§ **TRY IT**:
Using the entries below, output exactly the line containing "async fn test_blank_phone_skipped()" and all lines that follow it to the end.

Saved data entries
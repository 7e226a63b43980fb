//! Alert orchestrator
//!
//! Runs one alert cycle:
//!
//! ```text
//! FetchingContacts ─► FetchingLocation ─► Composing ─► Dispatching ─► Done
//!        │                   │                              │
//!        └── no contacts     └── no fix                     └── channel refused
//!                 ▼                  ▼                               ▼
//!                            Done(failure)
//! ```
//!
//! Steps are awaited one after another. Whatever goes wrong, including a
//! panic inside a collaborator, `trigger()` returns an [`AlertOutcome`].

use futures::FutureExt;
use std::any::Any;
use std::panic::AssertUnwindSafe;
use std::sync::Arc;
use tracing::Instrument;
use uuid::Uuid;

use crate::composer;
use crate::config::SafeherConfig;
use crate::contacts::ContactDirectory;
use crate::device::{DeviceMessenger, PermissionBackend, PositionSource};
use crate::dispatch::{select_channel, DispatchChannel, RecipientPolicy};
use crate::error::{AlertError, UNEXPECTED_FALLBACK};
use crate::location::LocationProvider;
use crate::model::AlertOutcome;
use crate::permissions::PermissionGate;
use crate::Result;

/// Cycle stage
#[derive(Debug, Clone, Copy, PartialEq, Eq)]
pub enum AlertStage {
    FetchingContacts,
    FetchingLocation,
    Composing,
    Dispatching,
    Done,
}

impl std::fmt::Display for AlertStage {
    fn fmt(&self, f: &mut std::fmt::Formatter<'_>) -> std::fmt::Result {
        match self {
            AlertStage::FetchingContacts => write!(f, "fetching_contacts"),
            AlertStage::FetchingLocation => write!(f, "fetching_location"),
            AlertStage::Composing => write!(f, "composing"),
            AlertStage::Dispatching => write!(f, "dispatching"),
            AlertStage::Done => write!(f, "done"),
        }
    }
}

/// Device subsystems an orchestrator is built from
#[derive(Debug, Clone)]
pub struct DeviceBindings {
    pub permissions: Arc<dyn PermissionBackend>,
    pub positions: Arc<dyn PositionSource>,
    pub messenger: Option<Arc<dyn DeviceMessenger>>,
}

impl DeviceBindings {
    /// Bind every subsystem to one device.
    pub fn from_device<D>(device: Arc<D>) -> Self
    where
        D: PermissionBackend + PositionSource + DeviceMessenger + 'static,
    {
        Self {
            permissions: device.clone(),
            positions: device.clone(),
            messenger: Some(device),
        }
    }
}

#[derive(Debug, Clone)]
pub struct AlertOrchestrator {
    directory: Arc<dyn ContactDirectory>,
    location: LocationProvider,
    channel: Arc<dyn DispatchChannel>,
    recipients: RecipientPolicy,
}

impl AlertOrchestrator {
    pub fn new(
        directory: Arc<dyn ContactDirectory>,
        location: LocationProvider,
        channel: Arc<dyn DispatchChannel>,
    ) -> Self {
        Self {
            directory,
            location,
            channel,
            recipients: RecipientPolicy::default(),
        }
    }

    pub fn with_recipient_policy(mut self, policy: RecipientPolicy) -> Self {
        self.recipients = policy;
        self
    }

    /// Wire gate, location provider and channel from configuration.
    pub fn from_config(
        config: &SafeherConfig,
        directory: Arc<dyn ContactDirectory>,
        device: DeviceBindings,
    ) -> Result<Self> {
        let gate = PermissionGate::new(config.platform, device.permissions);
        let location = LocationProvider::new(gate, device.positions).with_accuracy(config.location.accuracy);
        let channel = select_channel(config.platform, device.messenger)?;

        tracing::debug!("Alert orchestrator on {} using {} channel", config.platform, channel.kind());

        Ok(Self::new(directory, location, channel).with_recipient_policy(config.dispatch.recipient_policy()))
    }

    pub fn channel(&self) -> &Arc<dyn DispatchChannel> {
        &self.channel
    }

    /// Run one alert cycle.
    pub async fn trigger(&self) -> AlertOutcome {
        let cycle_id = Uuid::new_v4();
        let span = tracing::info_span!("alert_cycle", %cycle_id);

        async {
            tracing::info!("Starting emergency alert");

            let outcome = match AssertUnwindSafe(self.run()).catch_unwind().await {
                Ok(Ok(sent_to)) => AlertOutcome::Sent { sent_to },
                Ok(Err(error)) => AlertOutcome::Failed(error),
                Err(panic) => {
                    let message = panic_message(panic.as_ref());
                    tracing::error!("Emergency alert error: {}", message);
                    AlertOutcome::Failed(AlertError::unexpected(message))
                }
            };

            match &outcome {
                AlertOutcome::Sent { sent_to } => tracing::info!("Alert sent to {} contacts", sent_to),
                AlertOutcome::Failed(error) => {
                    tracing::warn!(code = error.code(), "Alert failed: {}", error)
                }
            }
            outcome
        }
        .instrument(span)
        .await
    }

    async fn run(&self) -> std::result::Result<usize, AlertError> {
        enter(AlertStage::FetchingContacts);
        let contacts = self.directory.contacts().await?;
        let recipients: Vec<String> = contacts
            .iter()
            .filter_map(|contact| {
                let address = self.recipients.address(&contact.phone);
                if address.is_none() {
                    tracing::warn!(contact = %contact.id, "Skipping contact without a phone number");
                }
                address
            })
            .collect();
        if recipients.is_empty() {
            return Err(AlertError::NoContacts);
        }

        enter(AlertStage::FetchingLocation);
        let fix = self
            .location
            .current_fix()
            .await
            .ok_or(AlertError::LocationUnavailable)?;

        enter(AlertStage::Composing);
        let body = composer::compose(&fix);
        tracing::debug!("Recipients: {:?}", recipients);

        enter(AlertStage::Dispatching);
        let sent_to = self.channel.send(&recipients, &body).await?;

        enter(AlertStage::Done);
        Ok(sent_to)
    }
}

fn enter(stage: AlertStage) {
    tracing::debug!(%stage, "alert stage");
}

fn panic_message(payload: &(dyn Any + Send)) -> String {
    if let Some(message) = payload.downcast_ref::<&str>() {
        message.to_string()
    } else if let Some(message) = payload.downcast_ref::<String>() {
        message.clone()
    } else {
        UNEXPECTED_FALLBACK.to_string()
    }
}

#[cfg(test)]
mod tests {
    use super::*;
    use crate::contacts::InMemoryDirectory;
    use crate::device::{DeviceProfile, GrantStatus, SimulatedDevice};
    use crate::dispatch::ChannelKind;
    use crate::model::{Contact, Platform};

    fn build_orchestrator(
        platform: Platform,
        contacts: Vec<Contact>,
        profile: DeviceProfile,
    ) -> (AlertOrchestrator, Arc<SimulatedDevice>) {
        let device = Arc::new(SimulatedDevice::new(profile));
        let config = SafeherConfig::default().with_platform(platform);
        let orchestrator = AlertOrchestrator::from_config(
            &config,
            Arc::new(InMemoryDirectory::with_contacts(contacts)),
            DeviceBindings::from_device(device.clone()),
        )
        .unwrap();
        (orchestrator, device)
    }

    fn two_contacts() -> Vec<Contact> {
        vec![
            Contact::new("Asha", "+911111").with_id("c1"),
            Contact::new("Meera", "+912222").with_id("c2"),
        ]
    }

    #[test]
    fn test_stage_display() {
        assert_eq!(AlertStage::FetchingContacts.to_string(), "fetching_contacts");
        assert_eq!(AlertStage::Done.to_string(), "done");
    }

    #[test]
    fn test_channel_selected_from_platform() {
        let (web, _) = build_orchestrator(Platform::Web, vec![], DeviceProfile::default());
        assert_eq!(web.channel().kind(), ChannelKind::Logging);

        let (android, _) = build_orchestrator(Platform::Android, vec![], DeviceProfile::default());
        assert_eq!(android.channel().kind(), ChannelKind::Native);
    }

    #[tokio::test]
    async fn test_native_happy_path() {
        let (orchestrator, device) = build_orchestrator(Platform::Android, two_contacts(), DeviceProfile::default());

        let outcome = orchestrator.trigger().await;
        assert_eq!(outcome, AlertOutcome::Sent { sent_to: 2 });

        let composed = device.composed();
        assert_eq!(composed.len(), 1);
        assert_eq!(composed[0].0, vec!["+911111", "+912222"]);
        assert!(composed[0].1.contains("http://maps.google.com/maps?q=28.6139,77.209"));
    }

    #[tokio::test]
    async fn test_no_contacts_short_circuits() {
        let (orchestrator, device) = build_orchestrator(Platform::Android, vec![], DeviceProfile::default());

        let outcome = orchestrator.trigger().await;
        assert_eq!(outcome, AlertOutcome::Failed(AlertError::NoContacts));
        assert!(device.calls().is_empty());
    }

    #[tokio::test]
    async fn test_location_denied_short_circuits() {
        let (orchestrator, device) = build_orchestrator(
            Platform::Android,
            two_contacts(),
            DeviceProfile::default().with_grant_on_request(false),
        );

        let outcome = orchestrator.trigger().await;
        assert_eq!(outcome, AlertOutcome::Failed(AlertError::LocationUnavailable));
        assert_eq!(device.availability_checks(), 0);
        assert!(device.composed().is_empty());
    }

    #[tokio::test]
    async fn test_recipient_policy_applied() {
        let (orchestrator, device) = build_orchestrator(
            Platform::Android,
            vec![Contact::new("Asha", " 9876543210 ")],
            DeviceProfile::default().with_location(GrantStatus::Granted),
        );
        let orchestrator = orchestrator.with_recipient_policy(RecipientPolicy::with_country_code("+91"));

        assert!(orchestrator.trigger().await.is_success());
        assert_eq!(device.composed()[0].0, vec!["+919876543210"]);
    }

    #[tokio::test]
    async fn test_blank_phone_skipped() {
        let (orchestrator, device) = build_orchestrator(
            Platform::Android,
            vec![
                Contact::new("Asha", "   "),
                Contact::new("Meera", "9876543210"),
            ],
            DeviceProfile::default().with_location(GrantStatus::Granted),
        );
        let orchestrator = orchestrator.with_recipient_policy(RecipientPolicy::with_country_code("+91"));

        assert_eq!(orchestrator.trigger().await, AlertOutcome::Sent { sent_to: 1 });
        assert_eq!(device.composed()[0].0, vec!["+919876543210"]);
    }

    #[tokio::test]
    async fn test_only_blank_phones_is_no_contacts() {
        let (orchestrator, device) = build_orchestrator(
            Platform::Android,
            vec![Contact::new("Asha", ""), Contact::new("Meera", "  ")],
            DeviceProfile::default(),
        );

        assert_eq!(
            orchestrator.trigger().await,
            AlertOutcome::Failed(AlertError::NoContacts)
        );
        assert!(device.calls().is_empty());
    }

    #[test]
    fn test_panic_message_extraction() {
        let boxed: Box<dyn Any + Send> = Box::new("static str");
        assert_eq!(panic_message(boxed.as_ref()), "static str");

        let boxed: Box<dyn Any + Send> = Box::new(String::from("owned"));
        assert_eq!(panic_message(boxed.as_ref()), "owned");

        let boxed: Box<dyn Any + Send> = Box::new(42u8);
        assert_eq!(panic_message(boxed.as_ref()), UNEXPECTED_FALLBACK);
    }
}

§ **SOLUTION TO THE PROBLEM**:
    async fn test_blank_phone_skipped() {
        let (orchestrator, device) = build_orchestrator(
            Platform::Android,
            vec![
                Contact::new("Asha", "   "),
                Contact::new("Meera", "9876543210"),
            ],
            DeviceProfile::default().with_location(GrantStatus::Granted),
        );
        let orchestrator = orchestrator.with_recipient_policy(RecipientPolicy::with_country_code("+91"));

        assert_eq!(orchestrator.trigger().await, AlertOutcome::Sent { sent_to: 1 });
        assert_eq!(device.composed()[0].0, vec!["+919876543210"]);
    }

    #[tokio::test]
    async fn test_only_blank_phones_is_no_contacts() {
        let (orchestrator, device) = build_orchestrator(
            Platform::Android,
            vec![Contact::new("Asha", ""), Contact::new("Meera", "  ")],
            DeviceProfile::default(),
        );

        assert_eq!(
            orchestrator.trigger().await,
            AlertOutcome::Failed(AlertError::NoContacts)
        );
        assert!(device.calls().is_empty());
    }

    #[test]
    fn test_panic_message_extraction() {
        let boxed: Box<dyn Any + Send> = Box::new("static str");
        assert_eq!(panic_message(boxed.as_ref()), "static str");

        let boxed: Box<dyn Any + Send> = Box::new(String::from("owned"));
        assert_eq!(panic_message(boxed.as_ref()), "owned");

        let boxed: Box<dyn Any + Send> = Box::new(42u8);
        assert_eq!(panic_message(boxed.as_ref()), UNEXPECTED_FALLBACK);
    }
}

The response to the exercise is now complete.